Timothy McKeown often hears people pray for his safety and the safety of his family. He always asks them to pray not for their safety, but for their "faithfulness in whatever circumstances our Sovereign God might call us to minister." Most biblical prayers, he says, do not focus on the personal safety and benefit of believers, but on the power, majesty and victory of God over his — and our — enemies.
There is a movement in some Christian circles today which passes itself off as Gospel that is, once you get past the fluff, no gospel at all. The foundation of this movement is "If It Feels Good, It Must Be Gospel." This false gospel says that God wants everyone to be healthy and wealthy, and problem free. If you are hurting, if your bank account is empty, and if, Heaven forbid, you are not surrounded by comfort and luxury, you are outside of God's will.

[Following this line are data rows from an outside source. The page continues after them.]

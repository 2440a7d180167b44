use crate::{ClientError, RetryPolicy};
use async_trait::async_trait;
use serde::{Deserialize, Serialize};
use std::time::Duration;
use thiserror::Error;
use tracing::debug;

#[derive(Error, Debug)]
pub enum GenAiError {
    #[error(transparent)]
    Request(#[from] ClientError),

    #[error("Generation blocked: {0}")]
    Blocked(String),

    #[error("Model returned no text")]
    EmptyResponse,
}

/// A generative-text backend producing one output string per prompt.
#[async_trait]
pub trait TextGenerator: Send + Sync {
    async fn generate(&self, prompt: &str) -> Result<String, GenAiError>;
}

#[derive(Debug, Clone)]
pub struct GeminiSettings {
    pub endpoint: String,
    pub model: String,
    pub api_key: String,
    pub timeout: Duration,
}

impl GeminiSettings {
    pub const DEFAULT_ENDPOINT: &'static str = "https://generativelanguage.googleapis.com";
    pub const DEFAULT_MODEL: &'static str = "gemini-2.5-flash";
}

/// Client for the Gemini `generateContent` REST endpoint.
pub struct GeminiClient {
    http: reqwest::Client,
    url: String,
    api_key: String,
    retry: RetryPolicy,
}

impl GeminiClient {
    pub fn new(settings: &GeminiSettings, retry: RetryPolicy) -> Result<Self, ClientError> {
        if settings.api_key.is_empty() {
            return Err(ClientError::ConfigError("Gemini API key is empty".to_string()));
        }

        let mut builder = reqwest::Client::builder();
        if !settings.timeout.is_zero() {
            builder = builder.timeout(settings.timeout);
        }
        let http = builder
            .build()
            .map_err(|e| ClientError::ConfigError(e.to_string()))?;

        let url = format!(
            "{}/v1beta/models/{}:generateContent",
            settings.endpoint.trim_end_matches('/'),
            settings.model
        );

        Ok(GeminiClient {
            http,
            url,
            api_key: settings.api_key.clone(),
            retry,
        })
    }

    async fn generate_once(
        &self,
        request: &GenerateContentRequest<'_>,
    ) -> Result<GenerateContentResponse, ClientError> {
        let response = self
            .http
            .post(&self.url)
            .header("x-goog-api-key", &self.api_key)
            .json(request)
            .send()
            .await
            .map_err(ClientError::from_reqwest)?;

        let status = response.status();
        if !status.is_success() {
            let body = response.text().await.unwrap_or_default();
            let body = serde_json::from_str::<ErrorEnvelope>(&body)
                .map(|envelope| envelope.error.message)
                .unwrap_or(body);
            return Err(ClientError::HttpStatus {
                status: status.as_u16(),
                body,
            });
        }

        response
            .json::<GenerateContentResponse>()
            .await
            .map_err(|e| ClientError::DecodeError(e.to_string()))
    }
}

#[async_trait]
impl TextGenerator for GeminiClient {
    async fn generate(&self, prompt: &str) -> Result<String, GenAiError> {
        let request = GenerateContentRequest {
            contents: vec![RequestContent {
                role: "user",
                parts: vec![RequestPart { text: prompt }],
            }],
        };

        debug!(url = %self.url, prompt_chars = prompt.len(), "Requesting generation");

        let response = self
            .retry
            .run(|_| self.generate_once(&request), ClientError::is_retryable)
            .await?;

        response.into_text()
    }
}

#[derive(Serialize)]
struct GenerateContentRequest<'a> {
    contents: Vec<RequestContent<'a>>,
}

#[derive(Serialize)]
struct RequestContent<'a> {
    role: &'a str,
    parts: Vec<RequestPart<'a>>,
}

#[derive(Serialize)]
struct RequestPart<'a> {
    text: &'a str,
}

#[derive(Deserialize)]
#[serde(rename_all = "camelCase")]
struct GenerateContentResponse {
    #[serde(default)]
    candidates: Vec<Candidate>,
    #[serde(default)]
    prompt_feedback: Option<PromptFeedback>,
}

#[derive(Deserialize)]
struct Candidate {
    #[serde(default)]
    content: Option<CandidateContent>,
}

#[derive(Deserialize)]
struct CandidateContent {
    #[serde(default)]
    parts: Vec<ResponsePart>,
}

#[derive(Deserialize)]
struct ResponsePart {
    #[serde(default)]
    text: Option<String>,
}

#[derive(Deserialize)]
#[serde(rename_all = "camelCase")]
struct PromptFeedback {
    #[serde(default)]
    block_reason: Option<String>,
}

#[derive(Deserialize)]
struct ErrorEnvelope {
    error: ErrorBody,
}

#[derive(Deserialize)]
struct ErrorBody {
    message: String,
}

impl GenerateContentResponse {
    /// Concatenated text parts of the first candidate.
    fn into_text(self) -> Result<String, GenAiError> {
        if let Some(reason) = self.prompt_feedback.and_then(|f| f.block_reason) {
            return Err(GenAiError::Blocked(reason));
        }

        let text: String = self
            .candidates
            .into_iter()
            .next()
            .and_then(|candidate| candidate.content)
            .map(|content| content.parts.into_iter().filter_map(|p| p.text).collect())
            .unwrap_or_default();

        if text.is_empty() {
            return Err(GenAiError::EmptyResponse);
        }

        Ok(text)
    }
}
use crate::{CoreError, Result};
use serde::{Deserialize, Serialize};
use std::fmt;
use std::str::FromStr;

/// Identifier of a document awaiting processing.
///
/// Always positive; the only way to obtain one is through [`DocumentId::new`]
/// or parsing.
#[derive(Debug, Clone, Copy, PartialEq, Eq, Hash, PartialOrd, Ord, Serialize, Deserialize)]
#[serde(try_from = "u64", into = "u64")]
pub struct DocumentId(u64);

impl DocumentId {
    pub fn new(value: u64) -> Result<Self> {
        if value == 0 {
            return Err(CoreError::NonPositiveId(0));
        }
        Ok(DocumentId(value))
    }

    pub fn value(&self) -> u64 {
        self.0
    }
}

impl TryFrom<u64> for DocumentId {
    type Error = CoreError;

    fn try_from(value: u64) -> Result<Self> {
        DocumentId::new(value)
    }
}

impl TryFrom<i64> for DocumentId {
    type Error = CoreError;

    fn try_from(value: i64) -> Result<Self> {
        if value <= 0 {
            return Err(CoreError::NonPositiveId(value as i128));
        }
        DocumentId::new(value as u64)
    }
}

impl From<DocumentId> for u64 {
    fn from(id: DocumentId) -> Self {
        id.0
    }
}

impl FromStr for DocumentId {
    type Err = CoreError;

    /// Parses a decimal integer, ignoring surrounding whitespace.
    fn from_str(s: &str) -> Result<Self> {
        let trimmed = s.trim();
        let value: i128 = trimmed
            .parse()
            .map_err(|_| CoreError::InvalidId(trimmed.to_string()))?;

        if value <= 0 {
            return Err(CoreError::NonPositiveId(value));
        }

        u64::try_from(value)
            .map(DocumentId)
            .map_err(|_| CoreError::InvalidId(trimmed.to_string()))
    }
}

impl fmt::Display for DocumentId {
    fn fmt(&self, f: &mut fmt::Formatter<'_>) -> fmt::Result {
        write!(f, "{}", self.0)
    }
}

/// Document record as served by the document API.
///
/// Every field is optional: workers only rely on the one their
/// transformation needs and treat its absence as a fetch failure.
#[derive(Debug, Clone, Default, PartialEq, Serialize, Deserialize)]
#[serde(rename_all = "camelCase")]
pub struct DocumentMetadata {
    #[serde(default)]
    pub id: Option<u64>,
    #[serde(default)]
    pub title: Option<String>,
    #[serde(default)]
    pub content: Option<String>,
    #[serde(default)]
    pub created_date: Option<String>,
    #[serde(default)]
    pub storage_path: Option<String>,
    #[serde(default)]
    pub status: Option<String>,
    #[serde(default)]
    pub summary: Option<String>,
    #[serde(default)]
    pub file_size: Option<u64>,
}

impl DocumentMetadata {
    /// Extracted text, if present and non-empty.
    pub fn content_text(&self) -> Option<&str> {
        self.content.as_deref().filter(|text| !text.is_empty())
    }

    /// Object-storage key of the original file, if present and non-empty.
    pub fn storage_key(&self) -> Option<&str> {
        self.storage_path.as_deref().filter(|path| !path.is_empty())
    }
}

/// Input handed to a transformation engine.
#[derive(Debug, Clone, PartialEq, Eq)]
pub enum DocumentContent {
    /// Raw file bytes downloaded from object storage.
    Binary { storage_path: String, bytes: Vec<u8> },
    /// Previously extracted text.
    Text(String),
}

impl DocumentContent {
    pub fn variant_name(&self) -> &'static str {
        match self {
            DocumentContent::Binary { .. } => "binary",
            DocumentContent::Text(_) => "text",
        }
    }
}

Where does that place Mark Rich, Dave Mankins, and Rick Tenenoff? And Paul? And Jesus? And most of the rest of us?
And where is God?
He is always with His people, whether they are in a palace or in a prison, whether they are in health or in a hospital, whether they are in prosperity or in privation. To teach otherwise, is to teach a lie.
Timothy McKeown's prayer is the right prayer: God, I desire safety — I won't lie and pretend otherwise — but for your greater glory, give me faithfulness, so that always, and in all ways, I can honor your Son.